# O&w M5 On Tan Di-modell



## colinryan (Jul 8, 2007)

Just received this tan double-thickness Di Modell strap in the mail this morning, and put it straight onto my M5.

What do you chaps think? It's going to take a _lot_ of breaking in, but I personally quite like it.


----------



## thunderbolt (May 19, 2007)

I like it. Looks great.


----------



## colinryan (Jul 8, 2007)

Thanks ;D Now I just have to get around to having the glass replaced!


----------



## PhilM (Nov 5, 2004)

Have to agree look good


----------



## quoll (Apr 20, 2006)

Fantastic straps and very good value.

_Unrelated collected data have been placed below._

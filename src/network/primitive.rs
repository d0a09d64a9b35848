use petgraph::graph::{EdgeIndex, NodeIndex};
use std::fmt::{Debug, Formatter};
use std::num::NonZeroI64;

/// Identifier of a vertex in a frozen routing network.
///
/// Vertex identifiers are dense: after [`NetworkBuilder::freeze`](crate::network::NetworkBuilder::freeze)
/// they cover `0..vertex_count` without gaps, ordered along a Hilbert curve
/// so that spatially close vertices receive close identifiers.
#[derive(Clone, Copy, PartialEq, Eq, Hash, PartialOrd, Ord)]
pub struct VertexId(pub u32);

/// Identifier of an edge in a frozen routing network. Dense, insertion-ordered.
#[derive(Clone, Copy, PartialEq, Eq, Hash, PartialOrd, Ord)]
pub struct EdgeId(pub u32);

impl Debug for VertexId {
    fn fmt(&self, f: &mut Formatter<'_>) -> std::fmt::Result {
        write!(f, "v{}", self.0)
    }
}

impl Debug for EdgeId {
    fn fmt(&self, f: &mut Formatter<'_>) -> std::fmt::Result {
        write!(f, "e{}", self.0)
    }
}

impl From<NodeIndex> for VertexId {
    fn from(ix: NodeIndex) -> Self {
        VertexId(ix.index() as u32)
    }
}

impl From<VertexId> for NodeIndex {
    fn from(id: VertexId) -> Self {
        NodeIndex::new(id.0 as usize)
    }
}

impl From<EdgeIndex> for EdgeId {
    fn from(ix: EdgeIndex) -> Self {
        EdgeId(ix.index() as u32)
    }
}

impl From<EdgeId> for EdgeIndex {
    fn from(id: EdgeId) -> Self {
        EdgeIndex::new(id.0 as usize)
    }
}

/// An edge identifier with a pinned traversal direction.
///
/// The encoding is stable and intended for external storage: an edge `e`
/// traversed in stored `from → to` order is `+(e + 1)`, the reverse
/// traversal is `-(e + 1)`. Zero never occurs, which is what makes the
/// niche-optimised [`NonZeroI64`] representation possible.
///
/// ```
/// use routier::network::{DirectedEdgeId, EdgeId};
///
/// let forward = DirectedEdgeId::forward(EdgeId(41));
/// assert_eq!(forward.raw(), 42);
/// assert_eq!(forward.edge(), EdgeId(41));
/// assert_eq!(forward.reversed().raw(), -42);
/// ```
#[derive(Clone, Copy, PartialEq, Eq, Hash, PartialOrd, Ord)]
pub struct DirectedEdgeId(NonZeroI64);

impl DirectedEdgeId {
    pub fn new(edge: EdgeId, forward: bool) -> Self {
        let magnitude = edge.0 as i64 + 1;
        let raw = if forward { magnitude } else { -magnitude };

        // Magnitude is at least one, the constructor cannot observe zero.
        DirectedEdgeId(NonZeroI64::new(raw).unwrap())
    }

    pub fn forward(edge: EdgeId) -> Self {
        Self::new(edge, true)
    }

    pub fn backward(edge: EdgeId) -> Self {
        Self::new(edge, false)
    }

    /// Decodes a persisted raw value. Zero and out-of-range magnitudes
    /// are rejected by the caller against the network's edge count.
    pub fn from_raw(raw: i64) -> Option<Self> {
        NonZeroI64::new(raw).map(DirectedEdgeId)
    }

    pub fn raw(self) -> i64 {
        self.0.get()
    }

    pub fn edge(self) -> EdgeId {
        EdgeId((self.0.get().unsigned_abs() - 1) as u32)
    }

    pub fn is_forward(self) -> bool {
        self.0.get() > 0
    }

    pub fn reversed(self) -> Self {
        // The negation of a non-zero value is non-zero.
        DirectedEdgeId(NonZeroI64::new(-self.0.get()).unwrap())
    }
}

impl Debug for DirectedEdgeId {
    fn fmt(&self, f: &mut Formatter<'_>) -> std::fmt::Result {
        let arrow = if self.is_forward() { "→" } else { "←" };
        write!(f, "{:?}{arrow}", self.edge())
    }
}
use crate::network::EdgeId;

use geo::{point, Point};
use rstar::{RTreeObject, AABB};

/// A network vertex. Coordinates are stored at 32-bit precision,
/// which is sufficient for ~1cm positional accuracy.
#[derive(Debug, Clone, Copy, PartialEq)]
pub struct Vertex {
    pub lat: f32,
    pub lon: f32,
}

impl Vertex {
    pub fn new(lat: f32, lon: f32) -> Self {
        Vertex { lat, lon }
    }

    /// The vertex position in `(x = lon, y = lat)` order.
    #[inline]
    pub fn position(&self) -> Point {
        point! { x: self.lon as f64, y: self.lat as f64 }
    }
}

/// Payload of a stored edge.
///
/// An edge is stored once, in an arbitrary `from → to` orientation; both
/// traversal directions refer to the same record. The `shape` holds the
/// intermediate coordinates between the endpoints (exclusive), as
/// `(lat, lon)` pairs. When `data_inverted` is set the stored shape runs
/// `to → from` and must be read in reverse to follow the edge forward.
#[derive(Debug, Clone, PartialEq)]
pub struct EdgeData {
    /// Length of the edge in meters, measured along its shape.
    pub distance: f32,
    /// Index into the edge-profile table: one value per distinct
    /// combination of traversal-relevant attributes.
    pub profile_id: u16,
    /// Index into the meta-attribute table carried per edge.
    pub meta_id: u32,
    pub shape: Option<Box<[(f32, f32)]>>,
    pub data_inverted: bool,
}

impl EdgeData {
    pub fn new(distance: f32, profile_id: u16, meta_id: u32) -> Self {
        EdgeData {
            distance,
            profile_id,
            meta_id,
            shape: None,
            data_inverted: false,
        }
    }

    pub fn with_shape(mut self, shape: impl Into<Box<[(f32, f32)]>>) -> Self {
        self.shape = Some(shape.into());
        self
    }

    pub fn inverted(mut self) -> Self {
        self.data_inverted = true;
        self
    }

    /// Intermediate shape points in logical `from → to` order.
    pub(crate) fn shape_forward(&self) -> Vec<Point> {
        let Some(shape) = self.shape.as_deref() else {
            return Vec::new();
        };

        let iter = shape
            .iter()
            .map(|(lat, lon)| point! { x: *lon as f64, y: *lat as f64 });

        if self.data_inverted {
            iter.rev().collect()
        } else {
            iter.collect()
        }
    }
}

/// An edge inflated with its full polyline, as held by the spatial index.
///
/// Large by design: the resolver projects query coordinates onto every
/// candidate segment, so the polyline must be at hand without touching
/// the graph. Only the index holds these; the graph itself stays thin.
#[derive(Debug, Clone)]
pub struct FatEdge {
    pub id: EdgeId,
    /// Full polyline in logical `from → to` order, endpoints included.
    pub points: Box<[Point]>,
}

impl RTreeObject for FatEdge {
    type Envelope = AABB<Point>;

    fn envelope(&self) -> Self::Envelope {
        AABB::from_points(self.points.iter())
    }
}

/// One step of an adjacency scan: the edge, its payload, the vertex on
/// the far side, and whether moving there follows the stored orientation.
#[derive(Debug, Clone, Copy)]
pub struct Traversal<'a> {
    pub edge: EdgeId,
    pub data: &'a EdgeData,
    pub neighbour: crate::network::VertexId,
    pub forward: bool,
}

Looks good on the O&W.


----------



## mrteatime (Oct 25, 2006)

like that colin.....is it very stiff? (the strap)


----------



## Running_man (Dec 2, 2005)

That looks good Colin, I like it.

Andrew.


----------



## colinryan (Jul 8, 2007)

mrteatime said:


> like that colin.....is it very stiff? (the strap)


Yes, it's _very_ stiff. I had to play with it for a good while before there was any give in it...


----------



## Guest (Aug 7, 2007)

Looking good mate:lol:


----------



## scottishcammy (Jul 11, 2003)

colinryan said:


> Just received this tan double-thickness Di Modell strap in the mail this morning, and put it straight onto my M5.
> 
> What do you chaps think? It's going to take a _lot_ of breaking in, but I personally quite like it.


Like it mate. Well seeing your from Scotland though, those arms are whiter than a snooker ball!


----------



## colinryan (Jul 8, 2007)

scottishcammy said:


> Like it mate. Well seeing your from Scotland though, those arms are whiter than a snooker ball!


Haha, I know! I never tan, even during all the summers I spent in Africa I barely went any darker. Time for some spray-on tan I think.


----------